A more than five-year moratorium on leasing land in California for oil and gas development will be coming to an end with a May 9 Interior Department plan to open up about 725,000 acres across the state’s Central Coast and the Bay Area for drilling.
The decision comes just two weeks after the Trump administration released its plan to reopen more than 1 million acres of public land and federal mineral estate in eight counties in Central California to fracking.
The Bureau of Land Management’s preferred alternative in the proposed resource management plan and final environmental impact statement, which will be published in the Federal Register May 10, will allow for leasing with controlled surface stipulations on about 683,000 acres of mineral estate, and on another 42,400 acres of minerals that have to be accessed with horizontal drilling since equipment isn’t allowed on the surface directly above.

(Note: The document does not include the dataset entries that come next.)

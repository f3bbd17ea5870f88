//! Display formatting for terminal output

pub mod insights;
pub mod transaction;

pub use insights::{format_bar, format_insights};
pub use transaction::{format_review_details, format_review_queue, format_review_row};
//! Insights formatting for terminal output

use crate::services::{format_category_name, CategorySummary, ReviewOverview};

const BAR_WIDTH: usize = 20;

/// Proportional bar, `width` cells wide
pub fn format_bar(value: i64, max_value: i64, width: usize) -> String {
    if max_value <= 0 || value <= 0 {
        return " ".repeat(width);
    }

    let filled = ((value as f64 / max_value as f64) * width as f64).round() as usize;
    let filled = filled.min(width);

    format!("{}{}", "█".repeat(filled), "░".repeat(width - filled))
}

/// Spending by category followed by review progress
pub fn format_insights(
    summaries: &[CategorySummary],
    overview: &ReviewOverview,
    currency: &str,
) -> String {
    let mut output = String::new();

    output.push_str("Spending by Category\n");
    output.push_str(&"═".repeat(60));
    output.push('\n');

    if summaries.is_empty() {
        output.push_str("No transactions yet.\n");
    } else {
        let max = summaries
            .iter()
            .map(|s| s.total.minor())
            .max()
            .unwrap_or(0);

        for summary in summaries {
            output.push_str(&format!(
                "{:18} {} {:>14} ({})\n",
                format_category_name(&summary.category),
                format_bar(summary.total.minor(), max, BAR_WIDTH),
                summary.total.format_with_symbol(currency),
                summary.count
            ));
        }
    }

    output.push('\n');
    output.push_str(&format!(
        "Reviewed {} of {} ({} accepted, {} corrected, {} pending)\n",
        overview.reviewed(),
        overview.total,
        overview.accepted,
        overview.corrected,
        overview.pending
    ));
    output.push_str(&format!(
        "Total spend: {}\n",
        overview.amount.format_with_symbol(currency)
    ));

    output
}
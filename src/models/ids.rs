//! Strongly-typed ID wrapper for review transactions

use serde::{Deserialize, Serialize};
use std::fmt;
use std::str::FromStr;
use uuid::Uuid;

const DISPLAY_PREFIX: &str = "txn-";

/// Identifier of a row in the review queue
///
/// Displayed as `txn-` plus the first eight hex digits of the UUID; the
/// short form is accepted back by [`FromStr`] and matched by prefix.
#[derive(Debug, Clone, Copy, PartialEq, Eq, Hash, Serialize, Deserialize)]
#[serde(transparent)]
pub struct TransactionId(Uuid);

impl TransactionId {
    /// Create a new random ID
    pub fn new() -> Self {
        Self(Uuid::new_v4())
    }

    pub fn as_uuid(&self) -> &Uuid {
        &self.0
    }

    /// Does this ID match a user-typed identifier (full UUID or short form)?
    pub fn matches(&self, identifier: &str) -> bool {
        let identifier = identifier.trim();
        let hex = identifier.strip_prefix(DISPLAY_PREFIX).unwrap_or(identifier);
        if hex.len() < 8 {
            return false;
        }
        let full = self.0.to_string();
        full.starts_with(&hex.to_ascii_lowercase())
    }
}

impl Default for TransactionId {
    fn default() -> Self {
        Self::new()
    }
}

impl fmt::Display for TransactionId {
    fn fmt(&self, f: &mut fmt::Formatter<'_>) -> fmt::Result {
        write!(f, "{}{}", DISPLAY_PREFIX, &self.0.to_string()[..8])
    }
}

impl From<Uuid> for TransactionId {
    fn from(uuid: Uuid) -> Self {
        Self(uuid)
    }
}

impl FromStr for TransactionId {
    type Err = uuid::Error;

    fn from_str(s: &str) -> Result<Self, Self::Err> {
        let s = s.strip_prefix(DISPLAY_PREFIX).unwrap_or(s);
        Ok(Self(Uuid::parse_str(s)?))
    }
}
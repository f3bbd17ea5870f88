//! Export for Tally
//!
//! - CSV: the review queue, one row per transaction (spreadsheet-compatible)
//! - JSON: the queue plus its category summary, with a schema version

pub mod csv;
pub mod json;

pub use self::csv::export_review_csv;
pub use self::json::{export_review_json, ReviewExport, EXPORT_SCHEMA_VERSION};
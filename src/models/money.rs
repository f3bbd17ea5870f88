//! Money type for transaction amounts
//!
//! Stored as an integer count of minor units (paise, cents) so totals never
//! pick up floating-point drift.

use serde::{Deserialize, Serialize};
use std::fmt;
use std::ops::{Add, AddAssign};

#[derive(Debug, Clone, Copy, PartialEq, Eq, PartialOrd, Ord, Hash, Serialize, Deserialize)]
#[serde(transparent)]
pub struct Money(i64);

impl Money {
    pub const fn from_minor(minor: i64) -> Self {
        Self(minor)
    }

    /// Create from whole currency units
    pub const fn from_major(major: i64) -> Self {
        Self(major * 100)
    }

    pub const fn zero() -> Self {
        Self(0)
    }

    pub const fn minor(&self) -> i64 {
        self.0
    }

    /// Whole units, rounded half away from zero
    pub const fn rounded_major(&self) -> i64 {
        if self.0 >= 0 {
            (self.0 + 50) / 100
        } else {
            (self.0 - 50) / 100
        }
    }

    pub const fn is_negative(&self) -> bool {
        self.0 < 0
    }

    /// Format with a currency symbol and thousands separators
    pub fn format_with_symbol(&self, symbol: &str) -> String {
        let sign = if self.is_negative() { "-" } else { "" };
        let abs = self.0.unsigned_abs();
        format!(
            "{}{}{}.{:02}",
            sign,
            symbol,
            group_thousands(abs / 100),
            abs % 100
        )
    }
}

fn group_thousands(value: u64) -> String {
    let digits = value.to_string();
    let mut out = String::with_capacity(digits.len() + digits.len() / 3);
    for (i, ch) in digits.chars().enumerate() {
        if i > 0 && (digits.len() - i) % 3 == 0 {
            out.push(',');
        }
        out.push(ch);
    }
    out
}

impl Default for Money {
    fn default() -> Self {
        Self::zero()
    }
}

impl fmt::Display for Money {
    fn fmt(&self, f: &mut fmt::Formatter<'_>) -> fmt::Result {
        write!(f, "{}", self.format_with_symbol(""))
    }
}

impl Add for Money {
    type Output = Self;

    fn add(self, other: Self) -> Self {
        Self(self.0 + other.0)
    }
}

impl AddAssign for Money {
    fn add_assign(&mut self, other: Self) {
        self.0 += other.0;
    }
}

impl std::iter::Sum for Money {
    fn sum<I: Iterator<Item = Self>>(iter: I) -> Self {
        iter.fold(Self::zero(), |acc, m| acc + m)
    }
}
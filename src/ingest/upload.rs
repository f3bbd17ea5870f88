//! Upload batches
//!
//! Text-like files go through [`extract_lines`]. Anything else (PDF
//! statements, images) is not parsed at all and contributes one placeholder
//! record so the user can still see that the file arrived.

use std::path::Path;

use crate::error::{TallyError, TallyResult};

use super::lines::extract_lines;

/// A file handed to the ingester
#[derive(Debug, Clone)]
pub struct UploadedFile {
    pub name: String,
    /// MIME type, if known
    pub content_type: Option<String>,
    pub content: Vec<u8>,
}

impl UploadedFile {
    pub fn new(name: impl Into<String>, content_type: Option<String>, content: Vec<u8>) -> Self {
        Self {
            name: name.into(),
            content_type,
            content,
        }
    }

    /// Read a file from disk, guessing its content type from the extension
    pub fn from_path(path: &Path) -> TallyResult<Self> {
        let content = std::fs::read(path).map_err(|e| {
            TallyError::Import(format!("Failed to read {}: {}", path.display(), e))
        })?;

        let name = path
            .file_name()
            .map(|n| n.to_string_lossy().into_owned())
            .unwrap_or_else(|| path.display().to_string());

        Ok(Self {
            content_type: content_type_for(&name).map(str::to_string),
            name,
            content,
        })
    }

    /// Should this file be parsed as text?
    pub fn is_text(&self) -> bool {
        if self.name.to_lowercase().ends_with(".csv") {
            return true;
        }
        match self.content_type.as_deref() {
            Some(mime) => mime == "text/csv" || mime.starts_with("text/"),
            None => false,
        }
    }
}

fn content_type_for(name: &str) -> Option<&'static str> {
    let extension = Path::new(name).extension()?.to_str()?.to_ascii_lowercase();
    match extension.as_str() {
        "csv" => Some("text/csv"),
        "txt" => Some("text/plain"),
        "pdf" => Some("application/pdf"),
        _ => None,
    }
}

/// One record produced by an upload
#[derive(Debug, Clone, PartialEq)]
pub struct UploadRecord {
    pub raw: String,
    /// Stand-in for a file that could not be parsed
    pub placeholder: bool,
}

impl UploadRecord {
    fn line(raw: String) -> Self {
        Self {
            raw,
            placeholder: false,
        }
    }

    fn placeholder_for(file_name: &str) -> Self {
        Self {
            raw: format!("[{}] PDF/unsupported (demo)", file_name),
            placeholder: true,
        }
    }
}

/// Records for a single file
pub fn ingest_file(file: &UploadedFile) -> Vec<UploadRecord> {
    if !file.is_text() {
        tracing::debug!(file = %file.name, "unsupported upload, adding placeholder");
        return vec![UploadRecord::placeholder_for(&file.name)];
    }

    let decoded = String::from_utf8_lossy(&file.content);
    // Spreadsheet exports often lead with a byte-order mark
    let text = decoded.strip_prefix('\u{FEFF}').unwrap_or(decoded.as_ref());
    let records: Vec<UploadRecord> = extract_lines(text)
        .into_iter()
        .map(UploadRecord::line)
        .collect();
    tracing::debug!(file = %file.name, records = records.len(), "parsed upload");
    records
}

/// Records for a whole batch, in file order
///
/// The batch is only returned once every file has been processed.
pub fn ingest_batch(files: &[UploadedFile]) -> Vec<UploadRecord> {
    files.iter().flat_map(ingest_file).collect()
}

About 67,500 acres of federal minerals would be closed to leasing in designated wilderness areas, wilderness study areas, and national monuments within the region, the bureau said.
The decision supports the administration’s goals of promoting environmentally responsible development of oil and gas on public lands, creating jobs and providing economic opportunities for local communities, said the BLM, which is part of Interior.
The BLM has not held a single lease sale in California since 2013, when a court ruled the agency violated the National Environmental Policy Act and the Mineral Leasing Act by issuing leases in Monterey and Fresno counties without considering the risks of fracking, according to the Center for Biological Diversity, the plaintiff in that case.
The proposed resource management plan and final environmental impact statement fulfills the agency’s commitment to the 2013 court order to prepare a more detailed environmental analysis of oil and gas leasing and the potential impacts of fracking and other drilling techniques, BLM said. The bureau will use the final impact statement to issue or re-issue some or all of the 14 leases subject to the court’s decision.
“From Monterey to the Bay Area, the president wants to let oil companies drill and spill their way across our beloved public lands and wildlife habitat,” said Clare Lakewood, a senior attorney at the Center for Biological Diversity. “As we fight climate chaos, there’s no justification for any new drilling and fracking, let alone this outrageous assault on our pristine wild places.”
The California Council on Science and Technology in 2015 said fracking in California “happens at unusually shallow depths, dangerously close to underground drinking water supplies, with unusually high concentrations of toxic chemicals,” the group said.
The publication of the plan and final environmental impact statement begins a 30-day protest period and 60-day governor’s consistency review.
Kathleen Sgamma, president of the Western Energy Alliance, pointed out the extensive process involved with public lands leasing, and that this plan is the culmination of activity begun during the Obama administration.
“There’s a lot of process when it comes to public lands planning, which can take several years spanning multiple administrations,” she said in an email. “Western Energy Alliance is pleased that all the process and analysis is finally nearing an end.”